Event Report: A Transition Toward Low Carbon Transportation
Jakarta, Tuesday, October 6, 2020 – With economic development, transportation has become a necessity that is inseparable from our everyday life. If its carbon wastes have not been handled carefully by the government and various parties, the earth’s temperature will be compromised, which endangers human life. It also means that Indonesia will fail to meet its promise in the Paris Agreement with zero emissions by 2050. This urgency was discussed by the Institute for Essential Services Reform (IESR) in the launch of its second series of five reports on the Indonesian Energy Transition Roadmap entitled A Transition Towards Low Carbon Transport in Indonesia: A Technological Perspective. Conducted online this event was attended by Firdaus Komarno, Head of the Center for Sustainable Transportation Management of the Ministry of Transportation, and Faela Sufa, Southeast Asia Director of the Institute for Transportation & Development Policy (ITDP), to respond to the findings and recommendations of the report written by Julius Christian Adiatma.
Julius explained that as the largest fuel consumers, transportation contributed around 150 million tons of greenhouse gas (GHG) in 2017. If the energy consumption pattern remains the same, in 2050, it will produce 500 tons of carbon emissions. He offers three approaches to reduce the use of fossil fuels and mitigate the impact of the energy transition in the transportation sector, namely Avoid, Shift, and Improve (ASI).
“The Avoid approach means that as much as possible, we reduce the number of trips and the number of transportation needs through better urban planning. Meanwhile, the Shift is shifting to a mode of transportation that is more energy-efficient or less carbon-intensive.
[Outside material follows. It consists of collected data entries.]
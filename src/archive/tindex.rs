//! Temporal index: the seekable side-file of an archive
//!
//! The index is a flat array of fixed-size records, each mapping a
//! timestamp to the byte offsets the metadata log and the current data
//! volume had reached at that time. The writer appends one entry at
//! rollover and index-flush events; a reader loads the whole file once
//! at open time and binary-searches the in-memory array (the search
//! itself belongs to the caller, not this layer).
//!
//! Record layout, big-endian, no framing:
//! ```text
//! legacy (20 bytes):    sec:i32 usec:i32 vol:i32 meta_off:i32 data_off:i32
//! extended (32 bytes):  sec:i64 nsec:i32 vol:i32 meta_off:i64 data_off:i64
//! ```
//!
//! Separating these sparse, periodic offset snapshots from the
//! record-by-record metadata log lets a reader jump near a target time
//! in O(log n) and linear-scan only the short remaining distance.

use crate::archive::control::{StreamKind, VolumeGateway};
use crate::archive::error::{ArchiveError, ArchiveResult};
use crate::archive::header::ArchiveLabel;
use crate::archive::timestamp::{ArchiveVersion, Timestamp};
use crate::archive::wire::Scan;
use serde::Serialize;
use std::io::{Read, Seek, SeekFrom};

/// One temporal index entry
///
/// Appended exclusively by the writer, immutable once written, and in
/// non-decreasing timestamp order across the file.
#[derive(Debug, Clone, Copy, PartialEq, Eq, Serialize)]
pub struct TiRecord {
    pub stamp: Timestamp,
    /// Data volume the offsets refer to
    pub volume: i32,
    /// Write offset of the metadata log at `stamp`
    pub meta_offset: u64,
    /// Write offset of the data volume at `stamp`
    pub data_offset: u64,
}

impl TiRecord {
    /// On-disk size of one record in this version
    pub fn disk_size(version: ArchiveVersion) -> usize {
        match version {
            ArchiveVersion::V2 => 20,
            ArchiveVersion::V3 => 32,
        }
    }

    /// Serialize in the pinned version's layout. Legacy offsets are
    /// 32-bit; offsets that no longer fit are rejected, never wrapped.
    pub fn encode(&self, version: ArchiveVersion) -> ArchiveResult<Vec<u8>> {
        let mut buf = Vec::with_capacity(Self::disk_size(version));
        self.stamp.encode(version, &mut buf)?;
        buf.extend_from_slice(&self.volume.to_be_bytes());
        match version {
            ArchiveVersion::V2 => {
                buf.extend_from_slice(&legacy_offset("meta", self.meta_offset)?.to_be_bytes());
                buf.extend_from_slice(&legacy_offset("data", self.data_offset)?.to_be_bytes());
            }
            ArchiveVersion::V3 => {
                buf.extend_from_slice(&(self.meta_offset as i64).to_be_bytes());
                buf.extend_from_slice(&(self.data_offset as i64).to_be_bytes());
            }
        }
        Ok(buf)
    }

    /// Parse one record from an exactly-sized buffer
    pub fn decode(buf: &[u8], version: ArchiveVersion) -> ArchiveResult<Self> {
        if buf.len() != Self::disk_size(version) {
            return Err(ArchiveError::Corrupt(format!(
                "index record of {} bytes, expected {}",
                buf.len(),
                Self::disk_size(version)
            )));
        }
        let mut scan = Scan::new(buf);
        let stamp = scan.stamp(version)?;
        let volume = scan.i32()?;
        let (meta_offset, data_offset) = match version {
            ArchiveVersion::V2 => (decoded_offset(scan.i32()? as i64)?, decoded_offset(scan.i32()? as i64)?),
            ArchiveVersion::V3 => (decoded_offset(scan.i64()?)?, decoded_offset(scan.i64()?)?),
        };
        Ok(Self {
            stamp,
            volume,
            meta_offset,
            data_offset,
        })
    }
}

fn legacy_offset(stream: &'static str, offset: u64) -> ArchiveResult<i32> {
    i32::try_from(offset).map_err(|_| ArchiveError::OffsetTooLarge { stream, offset })
}

fn decoded_offset(raw: i64) -> ArchiveResult<u64> {
    u64::try_from(raw)
        .map_err(|_| ArchiveError::Corrupt(format!("negative index offset {}", raw)))
}

/// Append one temporal index entry through the gateway.
///
/// The metadata and data streams are flushed first so the captured
/// offsets are durable and consistent with what the index will claim.
/// A data offset of exactly zero is a known miscount failure class: it
/// is diagnosed loudly (offset, stat size, inode) and then written
/// anyway so the anomaly stays visible in the file. The index stream is
/// flushed before returning. The first failing sub-step wins; nothing
/// is retried.
pub fn put_index<G: VolumeGateway>(
    gateway: &mut G,
    version: ArchiveVersion,
    stamp: Option<Timestamp>,
) -> ArchiveResult<TiRecord> {
    let stamp = stamp.unwrap_or_else(Timestamp::now);

    gateway.flush(StreamKind::Meta)?;
    gateway.flush(StreamKind::Data)?;

    let record = TiRecord {
        stamp,
        volume: gateway.current_volume(),
        meta_offset: gateway.tell(StreamKind::Meta)?,
        data_offset: gateway.tell(StreamKind::Data)?,
    };

    if record.data_offset == 0 {
        match gateway.stat(StreamKind::Data) {
            Some(stat) => tracing::error!(
                volume = record.volume,
                data_offset = record.data_offset,
                stat_size = stat.size,
                inode = stat.inode,
                "temporal index capturing data offset 0; write accounting suspect"
            ),
            None => tracing::error!(
                volume = record.volume,
                data_offset = record.data_offset,
                "temporal index capturing data offset 0; write accounting suspect"
            ),
        }
    }

    let bytes = record.encode(version)?;
    let written = gateway.write(StreamKind::Index, &bytes)?;
    if written != bytes.len() {
        return Err(ArchiveError::Io(std::io::Error::new(
            std::io::ErrorKind::WriteZero,
            format!("short index write: {} of {} bytes", written, bytes.len()),
        )));
    }
    gateway.flush(StreamKind::Index)?;
    Ok(record)
}

/// Load the whole temporal index into memory, appending into `out`.
///
/// Seeks past the label header, then reads fixed-size records until the
/// file ends. A partial trailing record means the file was truncated
/// mid-append (a crash); everything read so far is kept in `out` and a
/// corruption error describes the tail. Loads happen once per archive
/// open, so the record-at-a-time reads are not a hot path.
pub fn load_index_into<R: Read + Seek>(
    reader: &mut R,
    version: ArchiveVersion,
    out: &mut Vec<TiRecord>,
) -> ArchiveResult<()> {
    reader.seek(SeekFrom::Start(ArchiveLabel::size(version) as u64))?;
    let size = TiRecord::disk_size(version);
    let mut buf = vec![0u8; size];
    loop {
        let mut filled = 0;
        while filled < size {
            match reader.read(&mut buf[filled..]) {
                Ok(0) => break,
                Ok(n) => filled += n,
                Err(e) if e.kind() == std::io::ErrorKind::Interrupted => continue,
                Err(e) => return Err(ArchiveError::Io(e)),
            }
        }
        if filled == 0 {
            return Ok(()); // clean end of stream
        }
        if filled < size {
            return Err(ArchiveError::Corrupt(format!(
                "index truncated mid-record: {} of {} bytes after {} entries",
                filled,
                size,
                out.len()
            )));
        }
        out.push(TiRecord::decode(&buf, version)?);
    }
}

/// Load the whole temporal index, failing on a damaged tail.
///
/// Callers that want crash tolerance (an archive whose index was
/// truncated still opens, seeking is just less precise) should use
/// [`load_index_into`] and keep the partial array on error; that is
/// what [`crate::archive::reader::ArchiveReader`] does.
pub fn load_index<R: Read + Seek>(
    reader: &mut R,
    version: ArchiveVersion,
) -> ArchiveResult<Vec<TiRecord>> {
    let mut out = Vec::new();
    load_index_into(reader, version, &mut out)?;
    Ok(out)
}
Improving means increasing the efficiency of the vehicle or the carbon intensity of the vehicles,” he explained.
Discussing energy-efficient modes of transportation, Julius suggested the development of light vehicle electrification. However, this requires careful planning by taking into account the electrical system in Indonesia, which still uses coal, and the lack of supporting infrastructure such as electric vehicle chargers.
“The point is, whether we like it or not, the energy transition is inevitable. Of course, it causes some side effects, for instance, infrastructure unpreparedness or technology choice errors. A decrease in economic activity or the occurrence of stranded assets, “he added.
Julius also mentioned the goal of the Ministry of Transportation’s road maps, based on his study, is not comprehending the Paris Agreement.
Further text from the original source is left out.